Database Connections - A brief Case study
Of late, we have been experiencing frequent connection timeouts in our application from Database. We were wondering how could this happen when nothing has changed. On continuous monitoring, it was figured out that all the connections that gets dropped are between 15th and 16th minute. Something fishy!!!
Also we were able to see the below error in database alert log whenever the issue happens in application.
Database alert log error:
Fatal NI connect error 12170.
VERSION INFORMATION:
TNS for Linux: Version 11.2.0.4.0 - Production
Oracle Bequeath NT Protocol Adapter for Linux: Version 11.2.0.4.0 - Production
TCP/IP NT Protocol Adapter for Linux: Version 11.2.0.4.0 - Production
Time: 24-APR-2017 14:34:00
Tracing not turned on.
Tns error struct:
ns main err code: 12535
TNS-12535: TNS:operation timed out
ns secondary err code: 12560
nt main err code: 505
TNS-00505: Operation timed out
nt secondary err code: 110
nt OS err code: 0
Client address: (ADDRESS=(PROTOCOL=tcp)(HOST=<<Application_Server>>)(PORT=18428))
Mon Apr 24 14:34:41 2017
Analysis:
To get into the root of the issue, we tried to reproduce the issue.
Our application spawns database connection via JDBC connectivity. At a time, five threads (connections) gets established to database. We found that whenever we increase the number of threads, we experience this connection timeout issue intermittently.
Our initial analysis, says that the timeout is related to firewall as I already mentioned the connection gets dropped at 15th or 16th minute.
So we were checking on the firewall timeouts but it was set to 3 hours. Our Firewall team confirmed. Oops! our first hope is slashed.
Next we checked the Database level timeouts.
The parameter at sqlnet.ora which responsible for keepalive at database level is SQLNET.EXPIRETIME This parameter should be set with a non-zero value. The values are always in seconds.
Navigate to the TNS_ADMIN of the database server and view the sqlnet.ora file and search for the sqlnet.expiretime parameter.
And yes, this is set to 10seconds in our Database. The next hope is slashed too.
Now the final option is to check the tcp keepalive timeout at server level
Here comes the hint.
How to check the keepalive settings at unix server?

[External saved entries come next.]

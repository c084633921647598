//! The board service: the seam between stored boards and the engine.
//!
//! Each operation fetches a board, hands its grid to the engine, and
//! returns the computed state as a new [`Board`] carrying the same
//! identifier. Computed states are never written back; a stored board
//! always keeps the state it was created with.
//!
//! Unknown identifiers are reported as `Ok(None)`. Running out of
//! iteration budget is reported as data
//! ([`TerminalStatus::MaxIterationsReached`]), not as an error.

use lifegrid_engine::TerminalState;
use lifegrid_types::{Board, BoardId, Grid, TerminalStatus};
use serde::Serialize;
use tracing::{error, info};

use crate::config::SimulationConfig;
use crate::error::ServiceError;
use crate::store::{BoardRecord, BoardStore, InMemoryBoardStore};

/// Outcome of a terminal-state request.
#[derive(Debug, Clone, PartialEq, Eq, Serialize)]
pub struct TerminalBoard {
    /// The board carrying the grid at the point the search stopped.
    pub board: Board,
    /// How the search ended.
    pub status: TerminalStatus,
    /// Step index at which the search stopped.
    pub step: u32,
    /// Loop length for stable and cyclic outcomes.
    pub period: Option<u32>,
    /// Iteration budget the search ran with.
    pub max_iterations: u32,
}

/// Creates, fetches, and simulates boards held in a [`BoardStore`].
#[derive(Debug)]
pub struct BoardService<S = InMemoryBoardStore> {
    store: S,
    settings: SimulationConfig,
}

impl BoardService<InMemoryBoardStore> {
    /// A service backed by a fresh in-memory store.
    pub fn in_memory(settings: SimulationConfig) -> Self {
        Self::new(InMemoryBoardStore::new(), settings)
    }
}

impl<S: BoardStore> BoardService<S> {
    /// Create a service over `store` with the given limits.
    pub const fn new(store: S, settings: SimulationConfig) -> Self {
        Self { store, settings }
    }

    /// The limits this service enforces.
    pub const fn settings(&self) -> &SimulationConfig {
        &self.settings
    }

    /// The underlying store.
    pub const fn store(&self) -> &S {
        &self.store
    }

    /// Store `grid` as a new board with a fresh identifier.
    ///
    /// # Errors
    ///
    /// Returns [`ServiceError::Store`] if the board cannot be stored.
    pub fn create(&self, grid: Grid) -> Result<Board, ServiceError> {
        let board = Board::new(grid);
        let record = BoardRecord::from_board(&board)?;
        self.store.insert(record).inspect_err(|e| {
            error!(board_id = %board.id, error = %e, "Error creating board");
        })?;
        info!(
            board_id = %board.id,
            rows = board.board_state.rows(),
            cols = board.board_state.cols(),
            "Board created"
        );
        Ok(board)
    }

    /// All stored boards, in identifier order.
    ///
    /// # Errors
    ///
    /// Returns [`ServiceError::Store`] if the store fails or holds a
    /// record that no longer decodes.
    pub fn list(&self) -> Result<Vec<Board>, ServiceError> {
        self.store
            .list()?
            .iter()
            .map(|record| record.to_board().map_err(ServiceError::from))
            .collect()
    }

    /// The stored board, or `None` if the identifier is unknown.
    ///
    /// # Errors
    ///
    /// Returns [`ServiceError::Store`] if the store fails.
    pub fn fetch(&self, id: BoardId) -> Result<Option<Board>, ServiceError> {
        let Some(record) = self.store.get(id)? else {
            return Ok(None);
        };
        Ok(Some(record.to_board()?))
    }

    /// The board one generation ahead.
    ///
    /// # Errors
    ///
    /// Returns [`ServiceError::Store`] if the store fails.
    pub fn next_state(&self, id: BoardId) -> Result<Option<Board>, ServiceError> {
        self.advance(id, 1)
    }

    /// The board `steps` generations ahead.
    ///
    /// # Errors
    ///
    /// Returns [`ServiceError::StepsOutOfRange`] if `steps` exceeds
    /// the configured `max_steps`, or [`ServiceError::Store`] if the
    /// store fails.
    pub fn advance(&self, id: BoardId, steps: u64) -> Result<Option<Board>, ServiceError> {
        let max = self.settings.max_steps;
        if steps > max {
            return Err(ServiceError::StepsOutOfRange {
                requested: steps,
                max,
            });
        }

        let Some(board) = self.fetch(id)? else {
            return Ok(None);
        };
        let advanced = lifegrid_engine::advance(&board.board_state, steps);
        info!(board_id = %id, steps, "Board advanced");
        Ok(Some(board.with_state(advanced)))
    }

    /// Run the board until it repeats a state or the iteration budget is
    /// spent. `None` uses the configured default budget.
    ///
    /// # Errors
    ///
    /// Returns [`ServiceError::IterationsOutOfRange`] for a zero budget or
    /// one above `max_iterations_limit`, or [`ServiceError::Store`] if the
    /// store fails.
    pub fn terminal(
        &self,
        id: BoardId,
        max_iterations: Option<u32>,
    ) -> Result<Option<TerminalBoard>, ServiceError> {
        let requested = max_iterations.unwrap_or(self.settings.default_max_iterations);
        let limit = self.settings.max_iterations_limit;
        if requested == 0 || requested > limit {
            return Err(ServiceError::IterationsOutOfRange {
                requested,
                max: limit,
            });
        }
        let budget = lifegrid_engine::budget(requested)?;

        let Some(board) = self.fetch(id)? else {
            return Ok(None);
        };
        let TerminalState {
            grid,
            status,
            step,
            period,
        } = lifegrid_engine::find_terminal_state(&board.board_state, budget);
        info!(
            board_id = %id,
            %status,
            step,
            max_iterations = requested,
            "Board terminal state computed"
        );

        Ok(Some(TerminalBoard {
            board: board.with_state(grid),
            status,
            step,
            period,
            max_iterations: requested,
        }))
    }
}
//! Terminal-state detection: run until the grid repeats or the budget
//! runs out.
//!
//! Every visited state is recorded by [`Signature`] together with the step
//! at which it was first seen (step 0 is the initial grid). After each new
//! step the current signature is looked up; a hit at step `s0` means the
//! grid has entered a loop of period `step - s0`:
//!
//! | Period | Status |
//! |--------|--------|
//! | 1 | [`TerminalStatus::Stable`] |
//! | > 1 | [`TerminalStatus::Cycle`] |
//! | no hit within budget | [`TerminalStatus::MaxIterationsReached`] |
//!
//! Because every state is recorded, the first recurrence is the one
//! reported. Only the period is classified: returning to the initial grid
//! and returning to a grid first seen later are treated alike. The grid
//! handed back is the state at the moment of detection, which is not
//! necessarily the first state of the loop.
//!
//! Memory is bounded by two grid buffers plus at most `max_iterations + 1`
//! signatures.

use std::collections::HashMap;
use std::collections::hash_map::Entry;
use std::mem;
use std::num::NonZeroU32;

use lifegrid_types::{Grid, TerminalStatus};
use tracing::debug;

use crate::error::EngineError;
use crate::generation::write_generation;
use crate::signature::Signature;

/// Iteration budget used when the caller does not supply one.
pub const DEFAULT_MAX_ITERATIONS: NonZeroU32 = NonZeroU32::MIN.saturating_add(999);

/// Upper bound on signature slots reserved up front.
const MAX_PREALLOCATED: usize = 1024;

/// Result of [`find_terminal_state`].
#[derive(Debug, Clone, PartialEq, Eq)]
pub struct TerminalState {
    /// The grid at the step where the search stopped.
    pub grid: Grid,
    /// How the search ended.
    pub status: TerminalStatus,
    /// Step index at which the search stopped.
    pub step: u32,
    /// Loop length for stable (1) and cyclic (> 1) outcomes; `None` when
    /// the budget ran out.
    pub period: Option<u32>,
}

/// Validate a raw iteration budget.
///
/// # Errors
///
/// Returns [`EngineError::InvalidBudget`] for zero.
pub fn budget(max_iterations: u32) -> Result<NonZeroU32, EngineError> {
    NonZeroU32::new(max_iterations).ok_or(EngineError::InvalidBudget)
}

/// Step `initial` until a previously seen state recurs, for at most
/// `max_iterations` steps.
pub fn find_terminal_state(initial: &Grid, max_iterations: NonZeroU32) -> TerminalState {
    let limit = max_iterations.get();
    let reserve = usize::try_from(limit)
        .unwrap_or(usize::MAX)
        .min(MAX_PREALLOCATED)
        .saturating_add(1);

    let mut current = initial.clone();
    let mut next = initial.clone();
    let mut seen: HashMap<Signature, u32> = HashMap::with_capacity(reserve);
    seen.insert(Signature::of(&current), 0);

    for step in 1..=limit {
        write_generation(&current, &mut next);
        mem::swap(&mut current, &mut next);

        match seen.entry(Signature::of(&current)) {
            Entry::Occupied(first_seen) => {
                let period = step.saturating_sub(*first_seen.get());
                let status = if period == 1 {
                    TerminalStatus::Stable
                } else {
                    TerminalStatus::Cycle
                };
                debug!(step, period, %status, "Terminal state found");
                return TerminalState {
                    grid: current,
                    status,
                    step,
                    period: Some(period),
                };
            }
            Entry::Vacant(slot) => {
                slot.insert(step);
            }
        }
    }

    debug!(max_iterations = limit, "No terminal state within budget");
    TerminalState {
        grid: current,
        status: TerminalStatus::MaxIterationsReached,
        step: limit,
        period: None,
    }
}
//! Error types for the `lifegrid-core` crate.

use lifegrid_engine::EngineError;
use lifegrid_types::BoardId;

/// Errors raised by a [`BoardStore`](crate::store::BoardStore).
#[derive(Debug, thiserror::Error)]
pub enum StoreError {
    /// A lock guarding the store was poisoned by a panicking writer.
    #[error("board store lock poisoned: {0}")]
    Poisoned(String),

    /// A stored grid could not be encoded or decoded.
    #[error("serialization error: {0}")]
    Serialization(#[from] serde_json::Error),

    /// A record with the same identifier already exists.
    #[error("duplicate board id: {0}")]
    Duplicate(BoardId),
}

/// Errors raised by the [`BoardService`](crate::service::BoardService).
#[derive(Debug, thiserror::Error)]
pub enum ServiceError {
    /// The underlying store failed.
    #[error("store error: {source}")]
    Store {
        /// The underlying store error.
        #[from]
        source: StoreError,
    },

    /// The engine rejected its input.
    #[error("engine error: {source}")]
    Engine {
        /// The underlying engine error.
        #[from]
        source: EngineError,
    },

    /// The requested step count exceeds the configured maximum.
    #[error("cannot advance {requested} steps (maximum {max})")]
    StepsOutOfRange {
        /// Steps requested.
        requested: u64,
        /// Configured maximum.
        max: u64,
    },

    /// The requested iteration budget is zero or exceeds the configured
    /// maximum.
    #[error("iteration budget {requested} is outside 1..={max}")]
    IterationsOutOfRange {
        /// Budget requested.
        requested: u32,
        /// Configured maximum.
        max: u32,
    },
}

impl ServiceError {
    /// Whether the error was caused by the request rather than by the
    /// service itself.
    pub const fn is_client_error(&self) -> bool {
        matches!(
            self,
            Self::StepsOutOfRange { .. } | Self::IterationsOutOfRange { .. }
        )
    }
}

# cat /proc/sys/net/ipv4/tcp_keepalive_time
1000
# cat /proc/sys/net/ipv4/tcp_keepalive_intvl
75
# cat /proc/sys/net/ipv4/tcp_keepalive_probes
9
Tadaaa!!
TCP Keepalive timeout set at Application server is 1000 (~15minutes) , which is why the sessions were unable to send the packets to Database after 15 minutes, and since the handshake is broken, Oracle assumes this as a Dead Connection and the pmon clears the processes and reports this in the alert log.
Now we are left with two options either increase the TCP Keepalive at server or make the DB connection from Application server alive.
Since the former, is a security breach at server level, we went for the later.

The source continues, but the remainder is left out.